BTW, I hope the shelf life of a TOW missile is less than 20 years or that Iran expended all of them against Iraq, or if we do invade Iran our troops will be on the receiving end of US-made weapons.


From Iran-Contra at Wikipedia
Quote:

Arms transaction

The Iran-Contra report found that the sales of arms to Iran violated United States Government policy; it also violated the Arms Export Control Act.[2] Overall, if the releasing of hostages was the purpose of arms sales to Iran, the plan was a failure as only three of the 30 hostages were released.[9]

First arms sale

Michael Ledeen, a consultant of Robert McFarlane, asked Israeli Prime Minister Shimon Peres for help in the sale of arms to Iran.[11] The general idea behind the plan was for Israel to ship weapons to Iran, then the US would reimburse Israel with the same weapons. The Israeli government required that the sale of arms meet high level approval from the United States government, and when Robert McFarlane convinced them that the U.S. government approved the sale, Israel obliged by agreeing to sell the arms. [11] Reagan approved McFarlane's idea to reach out to Iran on July 18, 1985 while in a hospital bed recovering from cancer surgery.[12] [12] In July 1985, Israel sent American-made BGM-71 TOW (Tube-launched, Optically-tracked, Wire-guided) anti-tank missiles to Iran through an arms dealer named Manucher Ghorbanifar, a friend of Iran's Prime Minister. One hostage, reverend Benjamin Weir was subsequently released; despite the fact that arms were being sold to Iran, only Weir was released. This resulted in the failure of Ledeen's plan [8] with only three shipments through Israel. [11]

Subsequent dealings

Robert McFarlane resigned in December 1985[13]. He was replaced by Admiral John Poindexter. On the day of McFarlane's resignation, Oliver North, a military aide to the United States National Security Council (NSC), proposed a new plan for selling arms to Iran. This time, there were two new ideas. Instead of selling arms through Israel, the sale was to be direct. Second, the proceeds from the sale would go to the Contras at a markup. Oliver North wanted a $15 million markup, while contracted Iranian arms broker Manucher Ghorbanifar added a 41% markup of his own. [14] Other members of the NSC were in favor of North's plan. John Poindexter authorized the plan, and it went into effect. [15]
At first, the Iranians refused to buy the arms at the inflated price because of the excessive markup imposed by North and Ghorbanifar. In February 1986, 1000 TOW missiles were shipped to Iran.[15] From May to November 1986, there were additional shipments of miscellaneous weapons and parts.[15] Reagan claimed that the total of all arms sales was less than a planeload.[5]
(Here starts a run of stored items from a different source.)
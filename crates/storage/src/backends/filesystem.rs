//! Local filesystem storage backend.

use crate::error::{StorageError, StorageResult};
use crate::traits::{ByteStream, ObjectMeta, ObjectStore};
use async_trait::async_trait;
use bytes::Bytes;
use std::path::{Path, PathBuf};
use tokio::fs;
use tokio::io::AsyncWriteExt;
use tracing::instrument;
use uuid::Uuid;

/// Chunk size for streaming reads (64 KiB).
const STREAM_CHUNK_SIZE: usize = 64 * 1024;

/// Local filesystem object store.
pub struct FilesystemBackend {
    root: PathBuf,
}

impl FilesystemBackend {
    /// Create a new filesystem backend, creating the root directory if needed.
    pub async fn new(root: impl AsRef<Path>) -> StorageResult<Self> {
        let root = root.as_ref().to_path_buf();
        fs::create_dir_all(&root).await?;
        Ok(Self { root })
    }

    /// Resolve the path for a key, with traversal protection.
    ///
    /// Keys must consist of normal path components only; anything that could
    /// escape the storage root (absolute paths, `..`, symlinked targets) is
    /// rejected.
    fn key_path(&self, key: &str) -> StorageResult<PathBuf> {
        if key.is_empty() {
            return Err(StorageError::InvalidKey("empty key".to_string()));
        }
        if key.contains("..") || key.starts_with('/') || key.starts_with('\\') {
            return Err(StorageError::InvalidKey(format!(
                "path traversal not allowed: {key}"
            )));
        }
        for component in Path::new(key).components() {
            match component {
                std::path::Component::Normal(_) => {}
                _ => {
                    return Err(StorageError::InvalidKey(format!(
                        "contains unsafe path component: {key}"
                    )));
                }
            }
        }

        let path = self.root.join(key);

        // For keys that resolve to an existing file, make sure symlinks don't
        // lead outside the root.
        if let Ok(meta) = std::fs::symlink_metadata(&path) {
            let root_canonical = self.root.canonicalize().map_err(StorageError::Io)?;
            let canonical = path.canonicalize().map_err(|e| {
                if meta.file_type().is_symlink() {
                    StorageError::InvalidKey(format!("symlink target missing or invalid: {key}"))
                } else {
                    StorageError::Io(e)
                }
            })?;
            if !canonical.starts_with(&root_canonical) {
                return Err(StorageError::InvalidKey(format!(
                    "resolved path escapes storage root: {key}"
                )));
            }
        }

        Ok(path)
    }

    /// Ensure parent directory exists.
    async fn ensure_parent(&self, path: &Path) -> StorageResult<()> {
        if let Some(parent) = path.parent() {
            fs::create_dir_all(parent).await?;
        }
        Ok(())
    }

    fn map_not_found(key: &str, e: std::io::Error) -> StorageError {
        if e.kind() == std::io::ErrorKind::NotFound {
            StorageError::NotFound(key.to_string())
        } else {
            StorageError::Io(e)
        }
    }
}

#[async_trait]
impl ObjectStore for FilesystemBackend {
    #[instrument(skip(self), fields(backend = "filesystem"))]
    async fn exists(&self, key: &str) -> StorageResult<bool> {
        let path = self.key_path(key)?;
        fs::try_exists(&path).await.map_err(StorageError::Io)
    }

    #[instrument(skip(self), fields(backend = "filesystem"))]
    async fn head(&self, key: &str) -> StorageResult<ObjectMeta> {
        let path = self.key_path(key)?;
        let metadata = fs::metadata(&path)
            .await
            .map_err(|e| Self::map_not_found(key, e))?;

        Ok(ObjectMeta {
            size: metadata.len(),
            last_modified: metadata.modified().ok().map(|t| t.into()),
            content_type: None,
        })
    }

    #[instrument(skip(self), fields(backend = "filesystem"))]
    async fn get(&self, key: &str) -> StorageResult<Bytes> {
        let path = self.key_path(key)?;
        let data = fs::read(&path)
            .await
            .map_err(|e| Self::map_not_found(key, e))?;
        Ok(Bytes::from(data))
    }

    #[instrument(skip(self), fields(backend = "filesystem"))]
    async fn get_stream(&self, key: &str) -> StorageResult<ByteStream> {
        use tokio::io::AsyncReadExt;

        let path = self.key_path(key)?;
        let file = fs::File::open(&path)
            .await
            .map_err(|e| Self::map_not_found(key, e))?;

        // Stream the file in chunks instead of loading it whole.
        let stream = async_stream::try_stream! {
            let mut file = file;
            let mut buf = vec![0u8; STREAM_CHUNK_SIZE];
            loop {
                let n = file.read(&mut buf).await?;
                if n == 0 {
                    break;
                }
                yield Bytes::copy_from_slice(&buf[..n]);
            }
        };

        Ok(Box::pin(stream))
    }

    #[instrument(skip(self, data), fields(backend = "filesystem", size = data.len()))]
    async fn put(&self, key: &str, data: Bytes) -> StorageResult<()> {
        let path = self.key_path(key)?;
        self.ensure_parent(&path).await?;

        // Write to a uniquely named temp file, fsync, then rename so readers
        // never observe a partial object.
        let temp_name = format!(".tmp.{}", Uuid::new_v4());
        let temp_path = path.with_file_name(
            path.file_name()
                .map(|n| format!("{}{}", n.to_string_lossy(), temp_name))
                .unwrap_or_else(|| temp_name.clone()),
        );
        {
            let mut file = fs::File::create(&temp_path).await?;
            file.write_all(&data).await?;
            file.sync_all().await?;
        }
        fs::rename(&temp_path, &path).await?;

        Ok(())
    }

    #[instrument(skip(self), fields(backend = "filesystem"))]
    async fn delete(&self, key: &str) -> StorageResult<()> {
        let path = self.key_path(key)?;
        fs::remove_file(&path)
            .await
            .map_err(|e| Self::map_not_found(key, e))?;
        Ok(())
    }

    #[instrument(skip(self), fields(backend = "filesystem"))]
    async fn list(&self, prefix: &str) -> StorageResult<Vec<String>> {
        let base_path = self.key_path(prefix)?;
        let mut results = Vec::new();

        match fs::try_exists(&base_path).await {
            Ok(false) => return Ok(results),
            Ok(true) => {}
            Err(e) if e.kind() == std::io::ErrorKind::NotFound => return Ok(results),
            Err(e) => return Err(StorageError::Io(e)),
        }

        let mut stack = vec![base_path];
        while let Some(dir) = stack.pop() {
            let mut entries = fs::read_dir(&dir).await?;
            while let Some(entry) = entries.next_entry().await? {
                let path = entry.path();
                // file_type() does not follow symlinks; symlinked entries are
                // skipped so listings never leave the storage root.
                let file_type = entry.file_type().await?;
                if file_type.is_dir() {
                    stack.push(path);
                } else if file_type.is_file()
                    && let Ok(rel) = path.strip_prefix(&self.root)
                {
                    results.push(rel.to_string_lossy().to_string());
                }
            }
        }

        Ok(results)
    }

    fn backend_name(&self) -> &'static str {
        "filesystem"
    }

    #[instrument(skip(self), fields(backend = "filesystem"))]
    async fn health_check(&self) -> StorageResult<()> {
        let metadata = fs::metadata(&self.root).await.map_err(|e| {
            StorageError::Io(std::io::Error::new(
                e.kind(),
                format!("storage root not accessible: {}", e),
            ))
        })?;

        if !metadata.is_dir() {
            return Err(StorageError::Io(std::io::Error::new(
                std::io::ErrorKind::NotADirectory,
                format!("storage root is not a directory: {:?}", self.root),
            )));
        }

        Ok(())
    }
}
//! Route configuration.

use crate::handlers;
use crate::state::AppState;
use axum::Router;
use axum::extract::DefaultBodyLimit;
use axum::routing::{get, post};
use tower_http::trace::TraceLayer;

/// Create the application router.
pub fn create_router(state: AppState) -> Router {
    let max_body = state.config.server.max_body_size as usize;

    Router::new()
        // Health check (intentionally unauthenticated)
        .route("/api/health", get(handlers::health_check))
        // Catalog CRUD
        .route(
            "/api/demos",
            get(handlers::list_demos)
                .post(handlers::create_demo)
                .put(handlers::update_demo)
                .delete(handlers::delete_demo),
        )
        // Chunked upload flow
        .route("/api/upload-demo-init", post(handlers::upload_demo_init))
        .route("/api/upload-audio-chunk", post(handlers::upload_audio_chunk))
        .route(
            "/api/upload-audio-complete",
            post(handlers::upload_audio_complete),
        )
        // Multipart edit (name/cover replacement)
        .route("/api/update-demo", post(handlers::update_demo_form))
        // Binary serving
        .route("/api/demo-audio", get(handlers::demo_audio))
        // Completion-API bridge
        .route("/api/analyze", post(handlers::analyze))
        .route("/api/voice-report", post(handlers::voice_report))
        // Bodies are sized for base64 audio payloads and multipart chunks.
        .layer(DefaultBodyLimit::max(max_body))
        .layer(TraceLayer::new_for_http())
        .with_state(state)
}
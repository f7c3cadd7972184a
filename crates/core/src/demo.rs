//! Demo catalog records and identifiers.

use crate::error::{Error, Result};
use serde::{Deserialize, Serialize};
use std::fmt;
use std::str::FromStr;
use time::OffsetDateTime;

/// Canonical demo identifier.
///
/// Holds the creation instant in Unix milliseconds, so freshly inserted
/// records sort newest-first by id. The registry collision-checks new ids
/// against the catalog and bumps by one until unique, since two inserts can
/// land in the same clock tick. One type everywhere; endpoints parse string
/// parameters through [`DemoId::from_str`] instead of comparing raw text.
#[derive(Clone, Copy, Debug, PartialEq, Eq, PartialOrd, Ord, Hash, Serialize, Deserialize)]
#[serde(transparent)]
pub struct DemoId(i64);

impl DemoId {
    /// Build an id from an instant, truncated to millisecond precision.
    pub fn from_instant(at: OffsetDateTime) -> Self {
        Self((at.unix_timestamp_nanos() / 1_000_000) as i64)
    }

    /// Build an id for the current instant.
    pub fn now() -> Self {
        Self::from_instant(OffsetDateTime::now_utc())
    }

    /// Construct from a raw millisecond value.
    pub fn from_millis(millis: i64) -> Self {
        Self(millis)
    }

    /// The next id in sequence (collision bump).
    pub fn next(self) -> Self {
        Self(self.0 + 1)
    }

    /// Raw millisecond value.
    pub fn as_i64(self) -> i64 {
        self.0
    }
}

impl fmt::Display for DemoId {
    fn fmt(&self, f: &mut fmt::Formatter<'_>) -> fmt::Result {
        write!(f, "{}", self.0)
    }
}

impl FromStr for DemoId {
    type Err = Error;

    fn from_str(s: &str) -> Result<Self> {
        s.trim()
            .parse::<i64>()
            .map(Self)
            .map_err(|_| Error::InvalidDemoId(s.to_string()))
    }
}

/// Where a demo's cover art comes from.
#[derive(Clone, Copy, Debug, PartialEq, Eq, Serialize, Deserialize)]
#[serde(rename_all = "lowercase")]
pub enum CoverSource {
    /// Cover image uploaded by the owner, stored as a blob under the demo id.
    Uploaded,
    /// External stock image referenced by URL.
    Random,
}

impl FromStr for CoverSource {
    type Err = Error;

    fn from_str(s: &str) -> Result<Self> {
        match s {
            "uploaded" => Ok(Self::Uploaded),
            "random" => Ok(Self::Random),
            other => Err(Error::InvalidCoverSource(other.to_string())),
        }
    }
}

/// One catalog entry. Binary payloads live in the object store and are
/// referenced by id; records carry metadata only.
///
/// Wire format is camelCase to match the web client.
#[derive(Clone, Debug, Serialize, Deserialize)]
#[serde(rename_all = "camelCase")]
pub struct DemoRecord {
    pub id: DemoId,
    pub name: String,
    /// Original filename of the uploaded audio.
    pub audio_file: String,
    /// External cover URL for random covers.
    pub cover_url: Option<String>,
    pub cover_type: CoverSource,
    #[serde(with = "time::serde::rfc3339")]
    pub upload_date: OffsetDateTime,
    /// Content type of the stored audio blob. `None` while the chunked
    /// upload is still in flight; set by upload completion.
    #[serde(default)]
    pub audio_content_type: Option<String>,
    /// Content type of an uploaded cover blob.
    #[serde(default)]
    pub cover_content_type: Option<String>,
}

impl DemoRecord {
    /// Whether the audio blob has been finalized for this record.
    pub fn audio_stored(&self) -> bool {
        self.audio_content_type.is_some()
    }
}

/// Input for creating a catalog entry. The registry assigns the id and
/// upload date.
#[derive(Clone, Debug)]
pub struct NewDemo {
    pub name: String,
    pub audio_file: String,
    pub cover_url: Option<String>,
    pub cover_type: CoverSource,
    pub cover_content_type: Option<String>,
}

/// Field-wise patch for an existing record. `None` leaves a field untouched;
/// the double options distinguish "don't touch" from "clear".
#[derive(Clone, Debug, Default)]
pub struct DemoPatch {
    pub name: Option<String>,
    pub cover_url: Option<Option<String>>,
    pub cover_type: Option<CoverSource>,
    pub cover_content_type: Option<Option<String>>,
}

impl DemoPatch {
    /// Apply the present fields onto a record.
    pub fn apply(&self, record: &mut DemoRecord) {
        if let Some(name) = &self.name {
            record.name = name.clone();
        }
        if let Some(cover_url) = &self.cover_url {
            record.cover_url = cover_url.clone();
        }
        if let Some(cover_type) = self.cover_type {
            record.cover_type = cover_type;
        }
        if let Some(cover_content_type) = &self.cover_content_type {
            record.cover_content_type = cover_content_type.clone();
        }
    }
}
xoxoxoBruce 05-27-2007 12:27 AM

Bah, not to worry... they used up all those tow missiles water skiing.

Happy Monkey 05-27-2007 09:51 PM

Quote:

Originally Posted by Urbane Guerrilla (Post 347195)
HM, bleeding money from one set of totalitarians in order to overthrow another set of totalitarians hardly amounts to criminality.

It does if the method you use is against the law. Which it was. Hence the shredded documents, the amnesiac testimony, the 5th-amendment-immunity testimony, the convictions, and the pardons.
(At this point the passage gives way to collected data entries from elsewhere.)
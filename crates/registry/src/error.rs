//! Registry error types.

use myvoice_core::DemoId;
use thiserror::Error;

/// Errors from catalog and upload-reassembly operations.
#[derive(Debug, Error)]
pub enum RegistryError {
    #[error("demo not found: {0}")]
    NotFound(DemoId),

    #[error("missing chunk {index} of {total}")]
    MissingChunk { index: u32, total: u32 },

    #[error("chunk index {index} out of range for total {total}")]
    InvalidChunkIndex { index: u32, total: u32 },

    #[error("chunk count must be at least 1, got {0}")]
    InvalidChunkTotal(u32),

    #[error("chunk size {size} exceeds maximum {max}")]
    ChunkTooLarge { size: usize, max: u64 },

    #[error("storage error: {0}")]
    Storage(#[from] myvoice_storage::StorageError),

    #[error("catalog serialization error: {0}")]
    Serialization(#[from] serde_json::Error),
}

/// Result type for registry operations.
pub type RegistryResult<T> = std::result::Result<T, RegistryError>;
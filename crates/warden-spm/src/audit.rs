//! Audit event log
//!
//! Records control-plane requests and their responses so connections,
//! replies, and terminations can be reconstructed after the fact. The
//! gateway in `runtime` filters out data-plane traffic (vector reads and
//! writes, wait polling) before it reaches this log.

use serde::{Deserialize, Serialize};

/// Unique event ID (monotonic per log).
pub type EventId = u64;

/// One recorded manager event.
#[derive(Clone, Debug, Serialize, Deserialize)]
pub struct AuditEvent {
    /// Unique event ID (monotonic)
    pub id: EventId,
    /// Client the event is attributed to. Negative ids are non-secure
    /// callers.
    pub client: i32,
    /// Timestamp (nanos since boot)
    pub timestamp: u64,
    /// Event type (request, response, or fault)
    pub kind: AuditKind,
}

/// Type of audit event.
#[derive(Clone, Debug, Serialize, Deserialize)]
pub enum AuditKind {
    /// A request entering the manager
    Request {
        /// Operation name
        op: String,
        /// Salient argument: handle bits, service id, signal bits, or
        /// target partition, depending on the operation
        arg: u64,
    },
    /// The manager's answer to a request
    Response {
        /// ID of the request this responds to
        request_id: EventId,
        /// Result code (negative = error status)
        result: i64,
    },
    /// The caller was fatally terminated instead of receiving a result
    Fault,
}

/// Maximum number of events to keep in memory
const MAX_AUDIT_EVENTS: usize = 10000;

/// Bounded manager event log for auditing.
///
/// Events are append-only with monotonic IDs; once capacity is exceeded
/// the oldest entries are dropped.
pub struct AuditLog {
    /// Event entries (append-only)
    events: Vec<AuditEvent>,
    /// Next event ID to assign
    next_id: EventId,
}

impl AuditLog {
    /// Create a new empty log.
    pub fn new() -> Self {
        Self {
            events: Vec::new(),
            next_id: 0,
        }
    }

    /// Log a request.
    ///
    /// Returns the event ID for correlating with the response.
    pub fn log_request(&mut self, client: i32, op: &str, arg: u64, timestamp: u64) -> EventId {
        let id = self.next_id;
        self.next_id += 1;

        self.events.push(AuditEvent {
            id,
            client,
            timestamp,
            kind: AuditKind::Request {
                op: op.to_string(),
                arg,
            },
        });

        self.trim_if_needed();
        id
    }

    /// Log a response to a previously logged request.
    pub fn log_response(&mut self, client: i32, request_id: EventId, result: i64, timestamp: u64) {
        let id = self.next_id;
        self.next_id += 1;

        self.events.push(AuditEvent {
            id,
            client,
            timestamp,
            kind: AuditKind::Response { request_id, result },
        });

        self.trim_if_needed();
    }

    /// Log a fatal termination charged to `client`.
    pub fn log_fault(&mut self, client: i32, timestamp: u64) {
        let id = self.next_id;
        self.next_id += 1;

        self.events.push(AuditEvent {
            id,
            client,
            timestamp,
            kind: AuditKind::Fault,
        });

        self.trim_if_needed();
    }

    /// Get all events.
    pub fn events(&self) -> &[AuditEvent] {
        &self.events
    }

    /// Get events in a sequence range.
    pub fn get_range(&self, start_id: EventId, end_id: EventId) -> Vec<&AuditEvent> {
        self.events
            .iter()
            .filter(|e| e.id >= start_id && e.id < end_id)
            .collect()
    }

    /// Get the most recent N events.
    pub fn get_recent(&self, count: usize) -> Vec<&AuditEvent> {
        self.events.iter().rev().take(count).collect()
    }

    /// Get the number of events.
    pub fn len(&self) -> usize {
        self.events.len()
    }

    /// Check if the log is empty.
    pub fn is_empty(&self) -> bool {
        self.events.is_empty()
    }

    /// Get the next event ID.
    pub fn next_id(&self) -> EventId {
        self.next_id
    }

    /// Trim old events if exceeding max capacity.
    fn trim_if_needed(&mut self) {
        if self.events.len() > MAX_AUDIT_EVENTS {
            let drain_count = self.events.len() - MAX_AUDIT_EVENTS;
            self.events.drain(0..drain_count);
        }
    }
}

impl Default for AuditLog {
    fn default() -> Self {
        Self::new()
    }
}
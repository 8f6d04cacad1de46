//! Handle registry
//!
//! Opaque handles are the only names clients and services hold for manager
//! objects. A handle packs a slot index and a generation counter; the
//! generation is bumped when a slot is released, so a stale handle held
//! across recycling fails validation instead of aliasing the new occupant.
//! Every lookup also checks the recorded owner, so a handle leaked to
//! another caller is as invalid as a forged one.

use alloc::vec::Vec;
use warden_ipc::{Handle, MAX_HANDLES};

use crate::types::{ClientId, ConnectionId, MessageId};

/// What a live registry slot refers to.
#[derive(Clone, Copy, Debug, PartialEq, Eq)]
pub enum HandleTarget {
    /// A client's connection to a service.
    Connection(ConnectionId),
    /// A message delivered to a serving partition.
    Message(MessageId),
}

/// A live registry entry.
#[derive(Clone, Copy, Debug, PartialEq, Eq)]
pub struct HandleEntry {
    /// The caller this handle was issued to.
    pub owner: ClientId,
    /// The object the handle names.
    pub target: HandleTarget,
}

/// Registry failures.
#[derive(Clone, Copy, Debug, PartialEq, Eq)]
pub enum HandleError {
    /// Null, stateless, stale, foreign, or never-issued handle.
    Invalid,
    /// All slots are in use.
    Exhausted,
}

#[derive(Debug, PartialEq)]
struct Slot {
    generation: u16,
    entry: Option<HandleEntry>,
}

/// Fixed-capacity arena of generation-checked handles.
#[derive(Debug, PartialEq)]
pub struct HandleTable {
    slots: Vec<Slot>,
    free: Vec<u8>,
}

impl HandleTable {
    /// Create an empty table. Slots are materialized on demand.
    pub fn new() -> Self {
        Self {
            slots: Vec::new(),
            free: Vec::new(),
        }
    }

    /// Issue a handle for `target` to `owner`.
    pub fn allocate(&mut self, owner: ClientId, target: HandleTarget) -> Result<Handle, HandleError> {
        let entry = HandleEntry { owner, target };
        if let Some(index) = self.free.pop() {
            let slot = &mut self.slots[index as usize];
            slot.entry = Some(entry);
            return Ok(Handle::from_parts(index, slot.generation));
        }
        if self.slots.len() >= MAX_HANDLES {
            return Err(HandleError::Exhausted);
        }
        let index = self.slots.len() as u8;
        // Generations start at 1 so a live handle is never the null handle.
        self.slots.push(Slot {
            generation: 1,
            entry: Some(entry),
        });
        Ok(Handle::from_parts(index, 1))
    }

    /// Validate a handle and return its entry. The caller must match the
    /// recorded owner.
    pub fn resolve(&self, handle: Handle, owner: ClientId) -> Result<&HandleEntry, HandleError> {
        if handle.is_null() || handle.is_stateless() {
            return Err(HandleError::Invalid);
        }
        let slot = self
            .slots
            .get(handle.index() as usize)
            .ok_or(HandleError::Invalid)?;
        match &slot.entry {
            Some(entry) if slot.generation == handle.generation() && entry.owner == owner => {
                Ok(entry)
            }
            _ => Err(HandleError::Invalid),
        }
    }

    /// Validate a handle, retire it, and return the entry it held. The slot
    /// becomes reusable under a new generation.
    pub fn release(&mut self, handle: Handle, owner: ClientId) -> Result<HandleEntry, HandleError> {
        self.resolve(handle, owner)?;
        let index = handle.index();
        let slot = &mut self.slots[index as usize];
        let entry = slot.entry.take().ok_or(HandleError::Invalid)?;
        slot.generation = match slot.generation.wrapping_add(1) {
            0 => 1,
            g => g,
        };
        self.free.push(index);
        Ok(entry)
    }

    /// Number of live handles.
    pub fn live_count(&self) -> usize {
        self.slots.iter().filter(|s| s.entry.is_some()).count()
    }

    /// Iterate over live handles and their entries.
    pub fn iter_live(&self) -> impl Iterator<Item = (Handle, &HandleEntry)> {
        self.slots.iter().enumerate().filter_map(|(i, slot)| {
            slot.entry
                .as_ref()
                .map(|entry| (Handle::from_parts(i as u8, slot.generation), entry))
        })
    }
}

impl Default for HandleTable {
    fn default() -> Self {
        Self::new()
    }
}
xoxoxoBruce 05-28-2007 02:17 AM

And the chick with the document padded bra. What was her name, Hall?

Urbane Guerrilla 06-06-2007 12:04 AM

Guys, the Contras still won -- and we helped. This made a better Nicaragua, and it's still a better Nicaragua twenty years later. Is breaking laws written to keep us helpless at foreign policy actually a bad thing? I suppose it depends on what set of laws you think might be the highest. And how willing you are to get in trouble by one set while adhering to another.
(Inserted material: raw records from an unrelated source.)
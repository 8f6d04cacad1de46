//! Pure step function - the heart of the verification target
//!
//! This module contains the pure `step(state, request) -> (state', outcome)`
//! function. All state transformations happen here - no platform calls, no
//! I/O, no blocking.
//!
//! # Design
//!
//! The step function takes:
//! - Current manager state
//! - The caller's client id
//! - One protocol request
//! - Current timestamp
//!
//! And returns:
//! - Updated state (via mutation)
//! - An outcome for the caller
//! - Effects the hosting runtime must apply (wake a parked partition,
//!   fulfill a suspended client)
//!
//! Blocking is modeled, never performed: a request that must suspend
//! returns [`Outcome::WouldBlock`] or [`Outcome::Suspended`], and a later
//! step that satisfies it emits the matching [`Effect`]. This keeps every
//! transition deterministic and testable without threads.
//!
//! Every status produced here flows through [`classified`], the single
//! gate deciding between returning the status and terminating the caller.

use alloc::vec;
use alloc::vec::Vec;

use warden_ipc::{
    CallControl, Handle, MessageInfo, MessageKind, SignalSet, Status, Timeout, FRAMEWORK_VERSION,
    MAX_IOVEC, VERSION_NONE,
};

use crate::handle::HandleTarget;
use crate::iovec::{InVec, OutVec, VecAccess};
use crate::policy::{disposition, Disposition};
use crate::state::SpmState;
use crate::types::{
    is_nonsecure, ClientId, CompletionTicket, Connection, ConnectionState, IrqHandling, MessageId,
    PartitionId, RunState, ServiceId, SpmMessage,
};

// ============================================================================
// Request definitions
// ============================================================================

/// Protocol request variants - every operation a client or partition can
/// submit to the manager.
#[derive(Clone, Debug)]
pub enum Request {
    /// Query the protocol version implemented by the manager.
    FrameworkVersion,

    /// Query a service's version, 0 when absent or unauthorized.
    ServiceVersion { sid: ServiceId },

    /// Establish a connection to a connection-based service.
    Connect { sid: ServiceId, version: u32 },

    /// Issue a request on a connection or stateless handle. The caller
    /// suspends until the service replies.
    Call {
        handle: Handle,
        control: CallControl,
        invecs: Vec<Vec<u8>>,
        outvec_capacities: Vec<usize>,
    },

    /// Tear down an idle connection. Fire-and-forget.
    Close { handle: Handle },

    /// Collect asserted signals, optionally suspending until one arrives.
    Wait { mask: SignalSet, timeout: Timeout },

    /// Claim the oldest queued message behind one asserted service signal.
    Get { signal: SignalSet },

    /// Copy bytes out of an input vector.
    Read {
        handle: Handle,
        invec_idx: usize,
        max_bytes: usize,
    },

    /// Discard bytes from an input vector.
    Skip {
        handle: Handle,
        invec_idx: usize,
        num_bytes: usize,
    },

    /// Append bytes to an output vector.
    Write {
        handle: Handle,
        outvec_idx: usize,
        data: Vec<u8>,
    },

    /// Complete a delivered message and resume its client.
    Reply { handle: Handle, status: Status },

    /// Store a reverse handle on the message's connection, echoed on
    /// later deliveries.
    SetRhandle { handle: Handle, rhandle: u64 },

    /// Map an input vector for zero-copy consumption.
    MapInvec { handle: Handle, invec_idx: usize },

    /// Unmap a mapped input vector, retiring the slot.
    UnmapInvec { handle: Handle, invec_idx: usize },

    /// Map an output vector, receiving a writable buffer of its capacity.
    MapOutvec { handle: Handle, outvec_idx: usize },

    /// Unmap a mapped output vector, committing `len` bytes of `data`.
    UnmapOutvec {
        handle: Handle,
        outvec_idx: usize,
        len: usize,
        data: Vec<u8>,
    },

    /// Raise another partition's doorbell signal.
    Notify { partition: PartitionId },

    /// Clear the caller's doorbell signal.
    Clear,

    /// Enable deliveries on an owned interrupt signal.
    IrqEnable { signal: SignalSet },

    /// Disable deliveries on an owned interrupt signal. Returns the
    /// previous enable state.
    IrqDisable { signal: SignalSet },

    /// Acknowledge a first-level interrupt signal.
    ResetSignal { signal: SignalSet },

    /// Acknowledge a second-level interrupt signal, re-enabling the line.
    Eoi { signal: SignalSet },

    /// Unconditionally terminate the calling execution context.
    Panic,
}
Recall there was blatant and chronic Marxist-supporting going on in Congress at the time, and they passed Marxist-nasty-regime-supporting legislation. Senator Kerry was a committed partisan of the Marxists then, as his voting record irrefutably shows.

Griff 06-06-2007 06:19 AM

It is a better place today. We can't play the "what if?" history game, but these interventions bite us on the ass as often as they work out. Interesting aside ex-Sandinista Daniel Ortega is the President these days. Did we help more than we hurt? Maybe, but we did lose credibility with the under-class. It is a beautiful place, maybe American tourist dollars will soften hearts.